Les femmes de l'association d'auto-défense partagent leurs expérience de harcèlement de rue. (Photo Matthieu Baudey/Carole Oudot/8e étage)
Les femmes de l’association d’auto-défense partagent leurs expérience de harcèlement de rue. (Photo Matthieu Baudey/Carole Oudot/8e étage)

Pour Ma Law Ni, assidue aux cours d’autodéfense, « il faut toujours réfléchir quand on sort le soir, savoir par où on va passer, car le harcèlement de rue est omniprésent en ville ». Pas seulement le soir, pour le comprendre il suffit de prendre le bus : les femmes se regroupent le plus possible à l’écart des hommes, pour éviter ce qu’on appelle en France les “frotteurs”. « Qu’un homme nous touche sans notre consentement, ça n’arrive pas tous les jours. Par contre, les remarques, les sifflements, c’est quotidien », ajoute l’étudiante. « Nous parlons aussi des lois contre le harcèlement pendant les cours », complète la médecin. « Cette loi n’est jamais appliquée, mais les femmes peuvent toujours crier “je vais porter plainte”, pour faire fuir leur agresseur… »

Brandir le système judiciaire comme un épouvantail est souvent l’unique option qui s’offre aux femmes, particulièrement en cas de violences ou de viols conjugaux. Les épouses se tournent rarement vers la justice, découragées d’avance par la corruption endémique et les lenteurs administratives. Le Code pénal birman prévoit une peine allant de dix ans de prison à la réclusion à perpétuité en cas de viol. En pratique, les peines sont de six ans en moyenne, y compris dans les cas de pédophilie.

Culture d’impunité

Une femme violée est doublement coupable. En se faisant violer, elle jette l’opprobre sur sa famille, porter plainte signifie salir la réputation de la famille de son agresseur ; elle préfère donc se taire. En juillet 2016, Ma Aye Thandar, 42 ans et habitant le quartier de Dala à Yangon est sortie du silence et a déposé plainte pour violence conjugale. Elle a accusé son mari de la torturer et a demandé le divorce. L’époux ne l’a pas supporté et le 5 juillet, alors qu’ils s’apprêtent à passer devant la justice, il l’attend et la poignarde à seize reprises devant le tribunal. Ma Aye Thandar était sa troisième femme.
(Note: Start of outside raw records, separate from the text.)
//! Configuration types for the conversation widget.

use serde::{Deserialize, Serialize};
use std::path::PathBuf;

use crate::error::{Result, WidgetError};

/// Environment variable consulted when no API key is configured.
pub const API_KEY_ENV: &str = "ELEVEN_LABS_API";

/// Placeholder in [`AgentConfig::interact_path`] replaced by the conversation id.
pub const CONVERSATION_ID_PLACEHOLDER: &str = "{conversation_id}";

/// Top-level configuration for the widget.
#[derive(Debug, Clone, Default, Serialize, Deserialize)]
#[serde(default)]
pub struct WidgetConfig {
    /// Remote agent and endpoint settings.
    pub agent: AgentConfig,
    /// Local speech recognizer settings.
    pub recognition: RecognitionConfig,
    /// Audio format settings for the realtime channel.
    pub audio: AudioConfig,
    /// Playback loudness analyzer settings.
    pub analyzer: AnalyzerConfig,
    /// User-visible strings.
    pub labels: Labels,
}

/// Remote agent configuration.
#[derive(Debug, Clone, Serialize, Deserialize)]
#[serde(default)]
pub struct AgentConfig {
    /// Identifier of the agent to talk to.
    pub agent_id: String,
    /// Base URL of the REST API (credential and interaction endpoints).
    pub api_base_url: String,
    /// Realtime conversation endpoint, used directly for public agents.
    pub websocket_url: String,
    /// API key sent as `xi-api-key`. `None` falls back to [`API_KEY_ENV`].
    pub api_key: Option<String>,
    /// Whether to request a signed URL (private agents) or connect directly.
    pub use_signed_url: bool,
    /// Path of the signed-URL endpoint, relative to `api_base_url`.
    pub signed_url_path: String,
    /// Path template of the interaction fallback endpoint.
    ///
    /// Must contain `{conversation_id}`.
    pub interact_path: String,
    /// Whether the realtime channel accepts typed text.
    ///
    /// Text-only deployments turn this off, which routes typed input through
    /// the HTTP interaction fallback.
    pub text_input: bool,
    /// Timeout for REST calls in seconds.
    pub request_timeout_secs: u64,
    /// How long to wait for the session handshake in seconds.
    pub handshake_timeout_secs: u64,
}

impl Default for AgentConfig {
    fn default() -> Self {
        Self {
            agent_id: String::new(),
            api_base_url: "https://api.elevenlabs.io".to_owned(),
            websocket_url: "wss://api.elevenlabs.io/v1/convai/conversation".to_owned(),
            api_key: None,
            use_signed_url: true,
            signed_url_path: "/v1/convai/conversation/get_signed_url".to_owned(),
            interact_path: "/v1/conversations/{conversation_id}/interact".to_owned(),
            text_input: true,
            request_timeout_secs: 30,
            handshake_timeout_secs: 10,
        }
    }
}

impl AgentConfig {
    /// The API key from config, or from the environment if unset.
    pub fn resolved_api_key(&self) -> Option<String> {
        self.api_key
            .clone()
            .filter(|k| !k.trim().is_empty())
            .or_else(|| std::env::var(API_KEY_ENV).ok())
            .filter(|k| !k.trim().is_empty())
    }

    /// Full URL of the interaction endpoint for a conversation.
    pub fn interact_url(&self, conversation_id: &str) -> String {
        let base = self.api_base_url.trim_end_matches('/');
        let path = self
            .interact_path
            .replace(CONVERSATION_ID_PLACEHOLDER, conversation_id);
        format!("{base}{path}")
    }

    /// Full URL of the signed-URL endpoint (without query string).
    pub fn signed_url_endpoint(&self) -> String {
        let base = self.api_base_url.trim_end_matches('/');
        format!("{base}{}", self.signed_url_path)
    }
}

/// How muting affects the local microphone adapter.
#[derive(Debug, Default, Clone, Copy, PartialEq, Eq, Serialize, Deserialize)]
#[serde(rename_all = "snake_case")]
pub enum MuteStrategy {
    /// Only disable the capture track; the recognizer keeps running.
    TrackOnly,
    /// Disable the capture track and pause the recognizer.
    #[default]
    TrackAndRecognizer,
}

/// Local speech recognizer configuration.
#[derive(Debug, Clone, Serialize, Deserialize)]
#[serde(default)]
pub struct RecognitionConfig {
    /// BCP-47 language tag handed to the recognizer.
    pub language: String,
    /// Keep listening across utterances.
    pub continuous: bool,
    /// Report partial hypotheses as hints.
    pub interim_results: bool,
    /// Mute behaviour.
    pub mute_strategy: MuteStrategy,
}

impl Default for RecognitionConfig {
    fn default() -> Self {
        Self {
            language: "de-DE".to_owned(),
            continuous: true,
            interim_results: true,
            mute_strategy: MuteStrategy::default(),
        }
    }
}

/// Audio format settings for the realtime channel.
#[derive(Debug, Clone, Serialize, Deserialize)]
#[serde(default)]
pub struct AudioConfig {
    /// Sample rate of captured microphone audio, in Hz. Audio is resampled
    /// when the agent asks for a different rate.
    pub input_sample_rate: u32,
    /// Sample rate assumed for agent audio when the handshake does not say.
    pub output_sample_rate: u32,
    /// Grace period after the last agent audio before speaking ends, in ms.
    pub speaking_tail_ms: u64,
}

impl Default for AudioConfig {
    fn default() -> Self {
        Self {
            input_sample_rate: 16_000,
            output_sample_rate: 16_000,
            speaking_tail_ms: 250,
        }
    }
}

/// Playback analyzer configuration.
#[derive(Debug, Clone, Serialize, Deserialize)]
#[serde(default)]
pub struct AnalyzerConfig {
    /// FFT window size (must be a power of two).
    pub fft_size: usize,
    /// Interval between level updates in ms (one animation frame).
    pub frame_interval_ms: u64,
}

impl Default for AnalyzerConfig {
    fn default() -> Self {
        Self {
            fft_size: 256,
            frame_interval_ms: 16,
        }
    }
}

/// User-visible strings.
#[derive(Debug, Clone, Serialize, Deserialize)]
#[serde(default)]
pub struct Labels {
    /// Shown when no session credential could be obtained.
    pub credential_error: String,
    /// Shown when the session connection could not be opened.
    pub connection_error: String,
    /// Prefix for errors reported by the agent session.
    pub agent_error_prefix: String,
    /// Shown when typed text could not be sent over the session.
    pub send_failed: String,
    /// Synthetic agent message when the interaction fallback fails.
    pub fallback_error: String,
    /// Synthetic agent message when no send path is available.
    pub fallback_unavailable: String,
    /// Shown when unmuting is refused by the platform.
    pub microphone_permission_denied: String,
    /// Transcript label for user messages.
    pub user_label: String,
    /// Transcript label for agent messages.
    pub agent_label: String,
}

impl Default for Labels {
    fn default() -> Self {
        Self {
            credential_error: "Fehler: Es konnte keine Verbindung zum Agenten hergestellt werden. \
                               Bitte prüfe deine API-Konfiguration."
                .to_owned(),
            connection_error: "Fehler: Die Verbindung zum Agenten ist fehlgeschlagen.".to_owned(),
            agent_error_prefix: "Agentenfehler: ".to_owned(),
            send_failed: "Deine Nachricht konnte nicht gesendet werden.".to_owned(),
            fallback_error: "Entschuldigung, bei der Antwort ist ein Fehler aufgetreten. \
                             Bitte versuche es erneut."
                .to_owned(),
            fallback_unavailable: "Entschuldigung, Textnachrichten sind gerade nicht möglich."
                .to_owned(),
            microphone_permission_denied: "Mikrofon-Zugriff verweigert. Bitte erlaube den \
                                           Zugriff in deinen Einstellungen."
                .to_owned(),
            user_label: "Du".to_owned(),
            agent_label: "Anna".to_owned(),
        }
    }
}

impl WidgetConfig {
    /// Load configuration from a TOML file.
    ///
    /// # Errors
    ///
    /// Returns an error if the file cannot be read or parsed.
    pub fn from_file(path: &std::path::Path) -> Result<Self> {
        let content = std::fs::read_to_string(path)?;
        toml::from_str(&content).map_err(|e| WidgetError::Config(e.to_string()))
    }

    /// Save configuration to a TOML file, creating parent directories as needed.
    ///
    /// # Errors
    ///
    /// Returns an error if the file cannot be written or the config cannot be serialized.
    pub fn save_to_file(&self, path: &std::path::Path) -> Result<()> {
        if let Some(parent) = path.parent() {
            std::fs::create_dir_all(parent)?;
        }
        let content =
            toml::to_string_pretty(self).map_err(|e| WidgetError::Config(e.to_string()))?;
        std::fs::write(path, content)?;
        Ok(())
    }

    /// Returns the default config file path: `<config dir>/voice-widget/config.toml`.
    pub fn default_config_path() -> PathBuf {
        dirs::config_dir()
            .unwrap_or_else(|| std::env::temp_dir().join("voice-widget-config"))
            .join("voice-widget")
            .join("config.toml")
    }

    /// Check settings that would otherwise fail later at runtime.
    ///
    /// # Errors
    ///
    /// Returns [`WidgetError::Config`] describing the first invalid setting.
    pub fn validate(&self) -> Result<()> {
        if self.agent.agent_id.trim().is_empty() {
            return Err(WidgetError::Config("agent.agent_id is empty".into()));
        }
        if !self
            .agent
            .interact_path
            .contains(CONVERSATION_ID_PLACEHOLDER)
        {
            return Err(WidgetError::Config(format!(
                "agent.interact_path must contain {CONVERSATION_ID_PLACEHOLDER}"
            )));
        }
        if !self.analyzer.fft_size.is_power_of_two() || self.analyzer.fft_size < 32 {
            return Err(WidgetError::Config(format!(
                "analyzer.fft_size must be a power of two >= 32, got {}",
                self.analyzer.fft_size
            )));
        }
        if self.analyzer.frame_interval_ms == 0 {
            return Err(WidgetError::Config(
                "analyzer.frame_interval_ms must be > 0".into(),
            ));
        }
        if self.audio.input_sample_rate == 0 || self.audio.output_sample_rate == 0 {
            return Err(WidgetError::Config("audio sample rates must be > 0".into()));
        }
        Ok(())
    }
}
Un couple assorti à la Saint Valentin. (Photo Matthieu Baudey/Carole Oudot/8e étage)
Un couple assorti à la Saint Valentin. (Photo Matthieu Baudey/Carole Oudot/8e étage)
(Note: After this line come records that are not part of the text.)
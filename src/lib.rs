//! Voice widget: client-side session controller for a remote conversational agent.
//!
//! The widget lets a visitor talk or type to a remote agent and shows a live
//! transcript. This crate is the part with real concurrency:
//! Credential → Session connection → Transcript → UI events
//!
//! # Architecture
//!
//! - **Credentials**: a signed URL per session, from the REST API
//! - **Connection**: the realtime WebSocket session behind a listener contract
//! - **Transcript**: ordered messages rebuilt from streamed fragments
//! - **Recognition**: the local microphone adapter (advisory hints only)
//! - **Audio**: PCM codec and the playback loudness analyzer
//! - **Fallback**: one-shot HTTP interaction for text-only agents
//! - **Session**: the lifecycle state machine tying it all together

pub mod audio;
pub mod config;
pub mod connection;
pub mod credentials;
pub mod error;
pub mod fallback;
pub mod recognition;
pub mod runtime;
pub mod session;
pub mod transcript;

pub use config::WidgetConfig;
pub use error::{Result, WidgetError};
pub use runtime::WidgetEvent;
pub use session::{ConnectionState, SendOutcome, SessionController, SessionDeps, StartOutcome};
pub use transcript::{Message, MessageSource};
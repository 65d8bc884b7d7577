//! Crate-level error type.

use std::io;

use thiserror::Error;

use crate::format::CodecError;

/// Errors from file-level operations (codec + I/O).
#[derive(Debug, Error)]
pub enum Error {
    #[error(transparent)]
    Codec(#[from] CodecError),

    #[error("I/O error: {0}")]
    Io(#[from] io::Error),
}

pub type Result<T> = std::result::Result<T, Error>;
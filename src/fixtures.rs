//! Synthetic game documents for tests, benches and `sfo_generate`.
//!
//! Semua judul dan ID fiktif.

use std::fs;
use std::path::{Path, PathBuf};

use tracing::debug;

use crate::config::EncodeConfig;
use crate::format::{keys, Document, Entry, VERSION};
use crate::storage;

/// Headroom reserved past each value's data length.
pub const MAX_LEN_HEADROOM: u32 = 16;

/// Isi `PS3_DISC.SFB` palsu; cukup supaya folder terlihat seperti disc dump.
pub const DISC_SFB_STUB: &[u8] = b"FAKE_PS3_DISC_DATA_FOR_TESTING_ONLY";

#[derive(Debug, Clone, Copy, PartialEq, Eq)]
pub struct SampleGame {
    pub title: &'static str,
    pub title_id: &'static str,
    pub category: &'static str,
    pub app_ver: &'static str,
}

const fn game(
    title: &'static str,
    title_id: &'static str,
    category: &'static str,
    app_ver: &'static str,
) -> SampleGame {
    SampleGame {
        title,
        title_id,
        category,
        app_ver,
    }
}

pub const SAMPLE_GAMES: [SampleGame; 15] = [
    game("Galactic Warriors: Return of the Void", "BLUS12345", "DG", "01.00"),
    game("Crystal Quest: Legends of Mystara", "BLES67890", "DG", "01.20"),
    game("Neon Racers: Future Streets", "BCUS11111", "DG", "02.01"),
    game("Adventure Island: Lost Treasures", "BCES22222", "DG", "01.10"),
    game("Space Marines: Infinite War", "BLUS33333", "DG", "03.00"),
    game("Magic Kingdom: Dragon's Crown", "BLES44444", "DG", "01.05"),
    game("Cyber Punk: Digital Revolution", "BCUS55555", "DG", "01.30"),
    game("Fantasy Quest: Ancient Realms", "BCES66666", "DG", "02.15"),
    game("Metal Storm: Apocalypse Rising", "BLUS77777", "DG", "01.00"),
    game("Ocean Adventure: Deep Waters", "BLES88888", "DG", "01.25"),
    game("Desert Combat: Sand Warriors", "BCUS99999", "DG", "01.40"),
    game("Forest Guardian: Nature's Call", "BCES10101", "DG", "01.00"),
    game("City Builder: Metropolis Dreams", "BLUS20202", "DG", "02.30"),
    game("Puzzle Master: Mind Bender", "BLES30303", "DG", "01.15"),
    game("Racing Thunder: Speed Demons", "BCUS40404", "DG", "01.50"),
];

impl SampleGame {
    /// Full 13-entry document, keys in sorted order as real producers write them.
    pub fn to_document(&self) -> Document {
        let entries = [
            Entry::text(keys::APP_VER, self.app_ver),
            Entry::integer(keys::ATTRIBUTE, 0),
            Entry::integer(keys::BOOTABLE, 1),
            Entry::text(keys::CATEGORY, self.category),
            Entry::text(
                keys::LICENSE,
                "This is a fake test game for development purposes only.",
            ),
            Entry::text(keys::NP_COMMUNICATION_ID, self.np_communication_id()),
            Entry::integer(keys::PARENTAL_LEVEL, 1),
            Entry::text(keys::PS3_SYSTEM_VER, "03.5500"),
            Entry::integer(keys::RESOLUTION, 63),
            Entry::integer(keys::SOUND_FORMAT, 279),
            Entry::text(keys::TITLE, self.title),
            Entry::text(keys::TITLE_ID, self.title_id),
            Entry::text(keys::VERSION, self.app_ver),
        ];

        entries
            .into_iter()
            .map(|entry| {
                let max_len = entry.data_len + MAX_LEN_HEADROOM;
                entry.with_max_len(max_len)
            })
            .fold(Document::new(VERSION), Document::with_entry)
    }

    /// `NPWRnnnnn_00`, derived from the title id so output is reproducible.
    pub fn np_communication_id(&self) -> String {
        let mut hash = self
            .title_id
            .bytes()
            .fold(0u64, |acc, b| acc.wrapping_mul(31).wrapping_add(u64::from(b)));
        for _ in 0..10 {
            hash = hash.wrapping_mul(6364136223846793005).wrapping_add(1);
        }
        format!("NPWR{:05}_00", hash % 99_999)
    }

    /// Directory name with path-hostile characters replaced, e.g.
    /// `Magic Kingdom_ Dragon's Crown [BLES44444]`.
    pub fn dir_name(&self) -> String {
        let safe: String = self
            .title
            .chars()
            .map(|c| match c {
                '<' | '>' | ':' | '"' | '/' | '\\' | '|' | '?' | '*' => '_',
                c => c,
            })
            .collect();
        format!("{} [{}]", safe, self.title_id)
    }

    /// Write `<output>/<dir_name>/PS3_GAME/PARAM.SFO` plus the
    /// `PS3_DISC.SFB` stub next to `PS3_GAME/`. Returns the game directory.
    pub fn write_to(&self, output: &Path, config: EncodeConfig) -> crate::Result<PathBuf> {
        let game_dir = output.join(self.dir_name());
        let ps3_game = game_dir.join("PS3_GAME");
        fs::create_dir_all(&ps3_game)?;

        let sfo = ps3_game.join("PARAM.SFO");
        storage::write_file_with(&sfo, &self.to_document(), config)?;
        fs::write(game_dir.join("PS3_DISC.SFB"), DISC_SFB_STUB)?;

        debug!(path = %sfo.display(), title_id = self.title_id, "game folder written");
        Ok(game_dir)
    }
}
Les séparations ne sont pas toutes aussi tragiques, mais en cas de violences conjugales, c’est la communauté qui va intervenir plutôt que la police, bien souvent pour décourager la victime de poursuivre son agresseur et de divorcer. L’ONG ActionAid évoque une « une intervention au niveau communautaire qui perpétue une culture d’impunité » : la victime touche une faible compensation financière et l’agresseur est « réprimandé pour mauvais comportement ».

Alors que le pays est entré depuis six mois dans une nouvelle ère avec l’arrivée au gouvernement de la Ligue nationale pour la démocratie de Aung San Suu Kyi, il n’en est encore qu’au début de sa longue transformation. Dans le domaine des mœurs et de la sexualité, les choses risquent d’aller plus lentement encore.